§ **Assignment**
From the records below, extract only the lines running from the line with "let marker = self.stream.get_u8_err()?;" to the line with "let transform = GeoTransform", both lines included, reproducing them exactly.

● ● ● ● ●

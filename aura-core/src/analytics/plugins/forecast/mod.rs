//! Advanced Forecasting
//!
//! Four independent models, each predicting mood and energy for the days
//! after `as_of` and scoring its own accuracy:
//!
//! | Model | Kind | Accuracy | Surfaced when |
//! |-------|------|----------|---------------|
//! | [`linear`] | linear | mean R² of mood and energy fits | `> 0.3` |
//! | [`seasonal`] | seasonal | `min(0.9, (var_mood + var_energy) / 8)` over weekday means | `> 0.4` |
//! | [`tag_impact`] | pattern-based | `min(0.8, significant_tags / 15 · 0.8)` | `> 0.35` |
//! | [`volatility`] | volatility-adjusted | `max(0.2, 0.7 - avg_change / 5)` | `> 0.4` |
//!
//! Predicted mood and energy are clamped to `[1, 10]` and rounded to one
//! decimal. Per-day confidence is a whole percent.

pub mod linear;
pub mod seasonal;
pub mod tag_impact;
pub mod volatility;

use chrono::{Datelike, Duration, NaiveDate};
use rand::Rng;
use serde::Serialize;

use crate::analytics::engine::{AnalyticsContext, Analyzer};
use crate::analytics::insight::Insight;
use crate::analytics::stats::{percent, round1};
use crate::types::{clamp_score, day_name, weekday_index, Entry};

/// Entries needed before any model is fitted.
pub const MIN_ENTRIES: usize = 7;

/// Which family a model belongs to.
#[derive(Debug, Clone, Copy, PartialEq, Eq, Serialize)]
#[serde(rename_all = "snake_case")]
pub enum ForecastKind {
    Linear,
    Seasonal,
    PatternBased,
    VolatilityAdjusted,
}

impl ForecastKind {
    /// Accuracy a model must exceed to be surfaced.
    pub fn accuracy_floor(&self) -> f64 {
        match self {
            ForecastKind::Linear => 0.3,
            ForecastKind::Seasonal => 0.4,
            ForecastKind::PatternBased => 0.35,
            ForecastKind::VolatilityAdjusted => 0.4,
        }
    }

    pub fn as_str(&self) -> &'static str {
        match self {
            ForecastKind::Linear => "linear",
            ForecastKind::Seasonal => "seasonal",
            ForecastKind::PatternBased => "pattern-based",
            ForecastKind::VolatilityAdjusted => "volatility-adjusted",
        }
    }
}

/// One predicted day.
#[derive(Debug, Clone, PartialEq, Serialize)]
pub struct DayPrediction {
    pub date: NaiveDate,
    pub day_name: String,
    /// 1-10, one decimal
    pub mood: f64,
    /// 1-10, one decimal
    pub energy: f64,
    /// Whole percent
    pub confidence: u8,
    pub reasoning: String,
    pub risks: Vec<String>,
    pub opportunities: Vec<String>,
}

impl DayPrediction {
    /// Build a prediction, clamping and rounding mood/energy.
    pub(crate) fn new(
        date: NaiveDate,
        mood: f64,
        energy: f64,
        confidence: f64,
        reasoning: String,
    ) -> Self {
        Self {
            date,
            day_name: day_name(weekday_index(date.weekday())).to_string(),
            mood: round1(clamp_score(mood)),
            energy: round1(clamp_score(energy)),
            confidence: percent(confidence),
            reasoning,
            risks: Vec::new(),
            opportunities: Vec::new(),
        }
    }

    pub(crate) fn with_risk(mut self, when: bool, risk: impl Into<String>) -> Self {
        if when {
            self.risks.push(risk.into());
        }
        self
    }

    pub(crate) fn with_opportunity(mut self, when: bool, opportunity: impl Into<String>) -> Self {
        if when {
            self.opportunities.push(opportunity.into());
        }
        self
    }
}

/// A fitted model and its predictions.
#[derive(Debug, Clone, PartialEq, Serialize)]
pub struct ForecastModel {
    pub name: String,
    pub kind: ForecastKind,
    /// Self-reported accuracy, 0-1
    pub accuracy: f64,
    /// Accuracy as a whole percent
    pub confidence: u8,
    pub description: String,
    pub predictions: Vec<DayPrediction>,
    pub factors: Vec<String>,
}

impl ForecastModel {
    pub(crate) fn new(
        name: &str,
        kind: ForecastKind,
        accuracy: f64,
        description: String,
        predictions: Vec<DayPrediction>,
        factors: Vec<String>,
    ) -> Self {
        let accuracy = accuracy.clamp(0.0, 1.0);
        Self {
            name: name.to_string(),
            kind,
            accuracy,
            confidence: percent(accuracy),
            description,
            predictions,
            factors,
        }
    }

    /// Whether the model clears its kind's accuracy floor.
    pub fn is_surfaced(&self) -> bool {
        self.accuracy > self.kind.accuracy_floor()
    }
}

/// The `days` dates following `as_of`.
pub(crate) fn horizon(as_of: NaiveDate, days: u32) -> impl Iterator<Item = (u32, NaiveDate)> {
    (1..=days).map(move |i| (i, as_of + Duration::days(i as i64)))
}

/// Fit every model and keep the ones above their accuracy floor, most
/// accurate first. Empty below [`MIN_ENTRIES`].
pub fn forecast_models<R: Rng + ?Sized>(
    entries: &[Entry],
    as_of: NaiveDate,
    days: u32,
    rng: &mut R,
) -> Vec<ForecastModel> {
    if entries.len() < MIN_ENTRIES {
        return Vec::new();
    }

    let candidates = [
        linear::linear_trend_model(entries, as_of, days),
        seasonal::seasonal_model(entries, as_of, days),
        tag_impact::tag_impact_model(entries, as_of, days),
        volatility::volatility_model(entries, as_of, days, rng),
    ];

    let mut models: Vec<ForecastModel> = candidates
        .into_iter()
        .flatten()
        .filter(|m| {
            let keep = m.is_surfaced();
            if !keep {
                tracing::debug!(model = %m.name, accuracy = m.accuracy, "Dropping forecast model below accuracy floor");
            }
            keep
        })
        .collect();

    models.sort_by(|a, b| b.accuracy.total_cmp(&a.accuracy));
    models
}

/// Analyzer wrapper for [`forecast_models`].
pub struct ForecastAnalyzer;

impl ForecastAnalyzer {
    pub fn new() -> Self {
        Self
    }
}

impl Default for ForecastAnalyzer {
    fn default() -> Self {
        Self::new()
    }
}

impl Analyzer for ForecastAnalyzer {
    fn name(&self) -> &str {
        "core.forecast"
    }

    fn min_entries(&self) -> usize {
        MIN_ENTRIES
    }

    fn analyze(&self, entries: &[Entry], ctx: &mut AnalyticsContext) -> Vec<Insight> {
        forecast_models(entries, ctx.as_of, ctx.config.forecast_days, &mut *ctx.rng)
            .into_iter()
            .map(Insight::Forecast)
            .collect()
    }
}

● ● ● ● ●

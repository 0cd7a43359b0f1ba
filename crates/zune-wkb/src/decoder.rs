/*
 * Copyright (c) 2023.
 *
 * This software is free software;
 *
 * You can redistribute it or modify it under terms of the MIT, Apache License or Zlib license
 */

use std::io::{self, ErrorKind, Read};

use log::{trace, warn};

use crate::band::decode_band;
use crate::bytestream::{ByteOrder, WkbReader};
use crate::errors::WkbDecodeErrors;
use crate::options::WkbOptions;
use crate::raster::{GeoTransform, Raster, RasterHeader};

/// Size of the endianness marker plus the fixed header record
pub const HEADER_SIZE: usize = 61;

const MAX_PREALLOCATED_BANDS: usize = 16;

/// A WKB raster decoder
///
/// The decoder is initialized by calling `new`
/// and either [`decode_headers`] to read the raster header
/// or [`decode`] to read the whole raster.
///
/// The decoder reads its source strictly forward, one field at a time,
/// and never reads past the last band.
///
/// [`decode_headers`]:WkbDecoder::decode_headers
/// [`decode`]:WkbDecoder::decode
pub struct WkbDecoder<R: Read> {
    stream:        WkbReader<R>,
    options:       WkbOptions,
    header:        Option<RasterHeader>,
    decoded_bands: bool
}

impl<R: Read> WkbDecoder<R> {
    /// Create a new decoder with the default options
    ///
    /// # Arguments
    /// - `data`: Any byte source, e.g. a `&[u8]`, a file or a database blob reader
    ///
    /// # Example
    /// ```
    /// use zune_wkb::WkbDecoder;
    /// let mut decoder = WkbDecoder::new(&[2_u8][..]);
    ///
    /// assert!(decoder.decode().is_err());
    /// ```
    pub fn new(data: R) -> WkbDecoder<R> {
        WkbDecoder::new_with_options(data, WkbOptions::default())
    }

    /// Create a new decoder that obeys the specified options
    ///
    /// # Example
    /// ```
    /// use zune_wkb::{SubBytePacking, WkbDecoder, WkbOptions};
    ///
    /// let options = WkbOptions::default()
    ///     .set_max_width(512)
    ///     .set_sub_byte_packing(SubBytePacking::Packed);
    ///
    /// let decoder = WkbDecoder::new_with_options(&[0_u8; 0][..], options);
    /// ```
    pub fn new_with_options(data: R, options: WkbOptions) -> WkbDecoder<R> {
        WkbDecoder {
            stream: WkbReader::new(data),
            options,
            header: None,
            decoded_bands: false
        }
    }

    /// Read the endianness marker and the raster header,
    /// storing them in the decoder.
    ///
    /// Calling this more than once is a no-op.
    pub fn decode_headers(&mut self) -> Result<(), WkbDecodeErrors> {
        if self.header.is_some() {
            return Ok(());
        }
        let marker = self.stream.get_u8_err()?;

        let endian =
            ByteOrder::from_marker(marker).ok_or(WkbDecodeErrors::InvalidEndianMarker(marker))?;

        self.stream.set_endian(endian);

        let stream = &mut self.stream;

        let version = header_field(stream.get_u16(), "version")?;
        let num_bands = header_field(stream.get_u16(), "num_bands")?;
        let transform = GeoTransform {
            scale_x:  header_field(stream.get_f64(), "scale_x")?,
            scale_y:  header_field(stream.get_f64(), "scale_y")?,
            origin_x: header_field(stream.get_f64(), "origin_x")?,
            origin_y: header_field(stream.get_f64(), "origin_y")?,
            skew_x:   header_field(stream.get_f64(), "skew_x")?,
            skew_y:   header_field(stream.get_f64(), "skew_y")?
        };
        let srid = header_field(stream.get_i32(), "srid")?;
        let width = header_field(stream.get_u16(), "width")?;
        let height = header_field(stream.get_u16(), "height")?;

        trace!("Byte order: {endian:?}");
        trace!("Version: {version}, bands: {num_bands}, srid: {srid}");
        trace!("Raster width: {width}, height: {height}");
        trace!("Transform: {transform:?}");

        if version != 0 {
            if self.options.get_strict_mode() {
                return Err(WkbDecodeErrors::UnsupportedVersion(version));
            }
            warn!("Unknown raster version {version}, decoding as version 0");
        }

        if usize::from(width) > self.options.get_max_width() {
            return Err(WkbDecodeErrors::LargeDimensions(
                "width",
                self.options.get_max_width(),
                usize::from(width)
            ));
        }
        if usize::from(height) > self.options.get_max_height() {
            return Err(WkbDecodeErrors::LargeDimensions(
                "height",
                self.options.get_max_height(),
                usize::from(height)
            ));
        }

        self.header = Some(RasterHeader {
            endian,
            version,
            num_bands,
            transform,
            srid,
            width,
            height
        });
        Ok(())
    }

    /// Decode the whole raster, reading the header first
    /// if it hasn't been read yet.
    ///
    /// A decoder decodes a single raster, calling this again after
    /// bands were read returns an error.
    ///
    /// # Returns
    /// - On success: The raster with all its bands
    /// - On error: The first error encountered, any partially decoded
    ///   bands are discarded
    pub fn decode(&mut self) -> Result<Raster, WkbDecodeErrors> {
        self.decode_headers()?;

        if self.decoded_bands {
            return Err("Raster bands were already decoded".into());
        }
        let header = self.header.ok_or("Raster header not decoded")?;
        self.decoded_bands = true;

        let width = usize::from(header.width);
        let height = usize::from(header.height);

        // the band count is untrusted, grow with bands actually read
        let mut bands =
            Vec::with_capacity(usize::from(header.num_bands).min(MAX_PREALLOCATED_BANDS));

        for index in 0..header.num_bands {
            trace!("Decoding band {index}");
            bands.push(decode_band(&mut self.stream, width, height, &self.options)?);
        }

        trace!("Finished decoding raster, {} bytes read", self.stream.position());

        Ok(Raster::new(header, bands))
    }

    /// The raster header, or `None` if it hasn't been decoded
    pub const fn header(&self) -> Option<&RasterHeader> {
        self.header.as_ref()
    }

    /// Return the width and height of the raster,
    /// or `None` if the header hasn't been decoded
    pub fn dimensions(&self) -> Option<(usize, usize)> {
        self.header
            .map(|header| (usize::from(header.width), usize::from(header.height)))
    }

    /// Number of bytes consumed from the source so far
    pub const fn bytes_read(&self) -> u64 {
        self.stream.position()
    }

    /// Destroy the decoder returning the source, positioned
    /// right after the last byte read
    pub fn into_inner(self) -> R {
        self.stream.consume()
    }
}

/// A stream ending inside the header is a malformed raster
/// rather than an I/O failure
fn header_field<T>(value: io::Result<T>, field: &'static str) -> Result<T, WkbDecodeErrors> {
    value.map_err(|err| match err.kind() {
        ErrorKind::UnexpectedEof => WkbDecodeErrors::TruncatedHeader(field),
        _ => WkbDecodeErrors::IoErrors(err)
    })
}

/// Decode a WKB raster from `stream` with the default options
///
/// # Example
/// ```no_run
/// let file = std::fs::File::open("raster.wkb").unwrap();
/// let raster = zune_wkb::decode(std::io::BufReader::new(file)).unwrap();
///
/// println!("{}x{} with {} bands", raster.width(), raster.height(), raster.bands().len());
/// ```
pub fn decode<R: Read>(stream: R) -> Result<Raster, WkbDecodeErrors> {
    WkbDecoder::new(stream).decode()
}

● ● ● ● ●

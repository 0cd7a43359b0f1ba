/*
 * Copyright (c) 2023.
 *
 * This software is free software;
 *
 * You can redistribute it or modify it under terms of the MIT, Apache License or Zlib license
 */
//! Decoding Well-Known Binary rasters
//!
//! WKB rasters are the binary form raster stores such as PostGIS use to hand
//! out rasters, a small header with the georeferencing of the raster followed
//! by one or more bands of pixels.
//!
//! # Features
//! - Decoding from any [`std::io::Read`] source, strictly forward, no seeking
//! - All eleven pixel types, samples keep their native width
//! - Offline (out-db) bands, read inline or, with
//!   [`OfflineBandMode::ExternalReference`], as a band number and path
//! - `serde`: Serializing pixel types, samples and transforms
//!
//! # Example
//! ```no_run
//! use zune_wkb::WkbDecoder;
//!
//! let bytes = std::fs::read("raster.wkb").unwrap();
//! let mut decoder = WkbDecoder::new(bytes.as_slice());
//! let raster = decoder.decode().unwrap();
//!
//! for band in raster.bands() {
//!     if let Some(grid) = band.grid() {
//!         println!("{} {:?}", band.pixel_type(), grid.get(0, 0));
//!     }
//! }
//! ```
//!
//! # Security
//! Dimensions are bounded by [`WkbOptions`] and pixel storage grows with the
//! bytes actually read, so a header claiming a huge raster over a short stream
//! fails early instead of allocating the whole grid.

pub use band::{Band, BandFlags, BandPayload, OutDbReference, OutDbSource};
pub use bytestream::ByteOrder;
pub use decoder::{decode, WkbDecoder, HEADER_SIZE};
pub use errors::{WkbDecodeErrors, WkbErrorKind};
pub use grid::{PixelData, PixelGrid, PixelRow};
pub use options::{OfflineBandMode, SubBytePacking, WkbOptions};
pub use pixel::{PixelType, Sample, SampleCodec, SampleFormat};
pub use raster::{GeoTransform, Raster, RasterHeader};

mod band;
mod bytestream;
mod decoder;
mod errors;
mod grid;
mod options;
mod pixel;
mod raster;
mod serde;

● ● ● ● ●

§ **Answer for the task**
        let marker = self.stream.get_u8_err()?;

        let endian =
            ByteOrder::from_marker(marker).ok_or(WkbDecodeErrors::InvalidEndianMarker(marker))?;

        self.stream.set_endian(endian);

        let stream = &mut self.stream;

        let version = header_field(stream.get_u16(), "version")?;
        let num_bands = header_field(stream.get_u16(), "num_bands")?;
        let transform = GeoTransform {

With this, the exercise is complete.